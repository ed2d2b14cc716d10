//! Interactive selection with `skim`.

mod url_list;

pub use self::url_list::UrlListExt;
use clap::Args;
use k8s_openapi::api::core::v1::Pod;
use kube::Api;

use crate::{
    cli::Error,
    config::Config,
    ext::PodExt,
    pod_exec::{ExecOutput, PodExec},
    request::{Context, KubeCluster},
};

/// Selects the controller pod a command runs in.
///
/// `--pod` wins over `--selector`, which wins over `--deployment`.
#[derive(Args, Clone, Debug, Default)]
pub struct PodTargetArgs {
    #[arg(long = "pod", help = "Query a particular ingress-nginx pod")]
    pub pod: Option<String>,

    #[arg(
        long = "deployment",
        help = "The name of the ingress-nginx deployment [default: ingress-nginx-controller]"
    )]
    pub deployment: Option<String>,

    #[arg(
        short = 'l',
        long = "selector",
        help = "Selector (label query) of the ingress-nginx pod"
    )]
    pub selector: Option<String>,

    #[arg(
        long = "container",
        help = "The name of the ingress-nginx controller container [default: controller]"
    )]
    pub container: Option<String>,
}

impl PodTargetArgs {
    /// # Errors
    ///
    /// Fails when no pod matches or the pods cannot be listed.
    pub async fn choose_pod(
        &self,
        context: &Context<KubeCluster>,
        config: &Config,
    ) -> Result<Pod, Error> {
        let deployment = self.deployment.as_deref().unwrap_or(&config.default_deployment);
        let pod = context
            .choose_pod(
                self.pod.as_deref().unwrap_or_default(),
                deployment,
                self.selector.as_deref().unwrap_or_default(),
            )
            .await?;
        tracing::debug!("Chose pod {} in namespace {}", pod.name(), pod.namespace());
        Ok(pod)
    }

    /// Chooses the pod and runs `command` in its controller container.
    ///
    /// # Errors
    ///
    /// Fails when no pod matches or the command cannot be run.
    pub async fn exec<I, S>(
        &self,
        context: &Context<KubeCluster>,
        config: &Config,
        command: I,
    ) -> Result<ExecOutput, Error>
    where
        I: IntoIterator<Item = S>,
        S: Into<String>,
    {
        let pod = self.choose_pod(context, config).await?;
        let container = self.container.as_deref().unwrap_or(&config.default_container);
        let api = Api::<Pod>::namespaced(context.cluster().client().clone(), pod.namespace());

        Ok(PodExec::new(api, pod.name(), pod.namespace(), command)
            .with_container(container)
            .output()
            .await?)
    }
}
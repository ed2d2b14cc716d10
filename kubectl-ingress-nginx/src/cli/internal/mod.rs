//! Pieces shared by the subcommands: reaching the cluster and choosing the
//! pod a command runs in.

mod client;
mod pod_target;

pub use self::{client::connect, pod_target::PodTargetArgs};
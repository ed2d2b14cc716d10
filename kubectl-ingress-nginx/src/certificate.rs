//! Human readable rendering of the PEM data the controller serves for a host.

use std::io::Write;

use x509_parser::{
    certificate::X509Certificate,
    extensions::{GeneralName, ParsedExtension},
    objects::{oid_registry, oid2sn},
    pem::Pem,
    x509::AlgorithmIdentifier,
};

/// Writes every PEM block of `data`.
///
/// Certificates are rendered as text between `BEGIN`/`END CERTIFICATE`
/// markers, blocks of any other type are reported as skipped, and a
/// certificate that does not parse is replaced by the parse error.
///
/// # Errors
///
/// Returns the error of writing to `out`.
pub fn write_pem_blocks<W>(data: &[u8], out: &mut W) -> std::io::Result<()>
where
    W: Write,
{
    for pem in Pem::iter_from_buffer(data) {
        let pem = match pem {
            Ok(pem) => pem,
            Err(err) => {
                tracing::debug!("Stopped reading PEM blocks, error: {err}");
                break;
            }
        };

        if pem.label != "CERTIFICATE" {
            writeln!(out, "skip {}", pem.label)?;
            continue;
        }

        match pem.parse_x509() {
            Ok(cert) => {
                writeln!(out, "-----BEGIN CERTIFICATE-----")?;
                write_certificate(&cert, out)?;
                writeln!(out, "-----END CERTIFICATE-----")?;
            }
            Err(err) => writeln!(out, "{err}")?,
        }
    }
    Ok(())
}

fn write_certificate<W>(cert: &X509Certificate<'_>, out: &mut W) -> std::io::Result<()>
where
    W: Write,
{
    let version = cert.version().0;
    let validity = cert.validity();

    writeln!(out, "Certificate:")?;
    writeln!(out, "    Data:")?;
    writeln!(out, "        Version: {} ({version:#x})", version + 1)?;
    writeln!(out, "        Serial Number: {}", cert.raw_serial_as_string())?;
    writeln!(out, "        Signature Algorithm: {}", algorithm_name(&cert.signature_algorithm))?;
    writeln!(out, "        Issuer: {}", cert.issuer())?;
    writeln!(out, "        Validity")?;
    writeln!(out, "            Not Before: {}", validity.not_before)?;
    writeln!(out, "            Not After : {}", validity.not_after)?;
    writeln!(out, "        Subject: {}", cert.subject())?;
    writeln!(out, "        Subject Public Key Info:")?;
    let public_key_algorithm = algorithm_name(&cert.public_key().algorithm);
    writeln!(out, "            Public Key Algorithm: {public_key_algorithm}")?;

    if cert.extensions().is_empty() {
        return Ok(());
    }
    writeln!(out, "        X509v3 extensions:")?;
    for extension in cert.extensions() {
        let name = oid2sn(&extension.oid, oid_registry())
            .map_or_else(|_| extension.oid.to_id_string(), ToString::to_string);
        let critical = if extension.critical { " critical" } else { "" };
        writeln!(out, "            {name}:{critical}")?;

        match extension.parsed_extension() {
            ParsedExtension::SubjectAlternativeName(san) => {
                let names = san.general_names.iter().map(general_name).collect::<Vec<_>>();
                writeln!(out, "                {}", names.join(", "))?;
            }
            ParsedExtension::BasicConstraints(constraints) => {
                let ca = if constraints.ca { "TRUE" } else { "FALSE" };
                match constraints.path_len_constraint {
                    Some(len) => writeln!(out, "                CA:{ca}, pathlen:{len}")?,
                    None => writeln!(out, "                CA:{ca}")?,
                }
            }
            _ => {}
        }
    }
    Ok(())
}

fn algorithm_name(algorithm: &AlgorithmIdentifier<'_>) -> String {
    oid2sn(&algorithm.algorithm, oid_registry())
        .map_or_else(|_| algorithm.algorithm.to_id_string(), ToString::to_string)
}

fn general_name(name: &GeneralName<'_>) -> String {
    match name {
        GeneralName::DNSName(dns) => format!("DNS:{dns}"),
        GeneralName::RFC822Name(email) => format!("email:{email}"),
        GeneralName::URI(uri) => format!("URI:{uri}"),
        GeneralName::IPAddress(bytes) => match bytes.len() {
            4 => {
                let octets: [u8; 4] = [bytes[0], bytes[1], bytes[2], bytes[3]];
                format!("IP Address:{}", std::net::Ipv4Addr::from(octets))
            }
            16 => {
                let mut octets = [0_u8; 16];
                octets.copy_from_slice(bytes);
                format!("IP Address:{}", std::net::Ipv6Addr::from(octets))
            }
            _ => format!("IP Address:{bytes:02x?}"),
        },
        other => format!("{other:?}"),
    }
}

#[cfg(test)]
mod tests {
    use super::*;

    const EXAMPLE_COM: &[u8] = include_bytes!("../test_fixtures/tls/example.com.pem");

    fn render(data: &[u8]) -> String {
        let mut out = Vec::new();
        write_pem_blocks(data, &mut out).unwrap();
        String::from_utf8(out).unwrap()
    }

    #[test]
    fn test_certificate_and_key() {
        let text = render(EXAMPLE_COM);

        assert!(text.starts_with("-----BEGIN CERTIFICATE-----\nCertificate:\n"));
        assert!(text.contains("        Version: 3 (0x2)\n"));
        assert!(text.contains("Serial Number: 1d:a2:8e:a2"));
        assert!(text.contains("Signature Algorithm: ecdsa-with-SHA256"));
        assert!(text.contains("CN=example.com"));
        assert!(text.contains("DNS:example.com, DNS:www.example.com"));
        assert!(text.contains("CA:TRUE"));
        assert!(text.contains("-----END CERTIFICATE-----\nskip PRIVATE KEY\n"));
    }

    #[test]
    fn test_raw_output_without_pem_blocks() {
        assert_eq!(render(b""), "");
        assert_eq!(render(b"certificate not found\n"), "");
    }

    #[test]
    fn test_broken_certificate_prints_error() {
        let broken = b"-----BEGIN CERTIFICATE-----\nAAAA\n-----END CERTIFICATE-----\n";
        let text = render(broken);
        assert!(!text.is_empty());
        assert!(!text.contains("BEGIN CERTIFICATE"));
    }

    #[test]
    fn test_general_name() {
        assert_eq!(general_name(&GeneralName::DNSName("example.com")), "DNS:example.com");
        assert_eq!(general_name(&GeneralName::IPAddress(&[10, 0, 0, 1])), "IP Address:10.0.0.1");
    }
}
//! Extensions to `k8s_openapi` types.
//!
//! The traits here add the lookups the plugin performs on pods and services,
//! so the command code reads in terms of the domain rather than of nested
//! optional fields.

mod pod;
mod service;

pub use self::{pod::PodExt, service::ServiceExt};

□ □ □ □ □

Required work:
Count how many lines in the data above hold "runs", and give that number by itself.

Exercise output:
3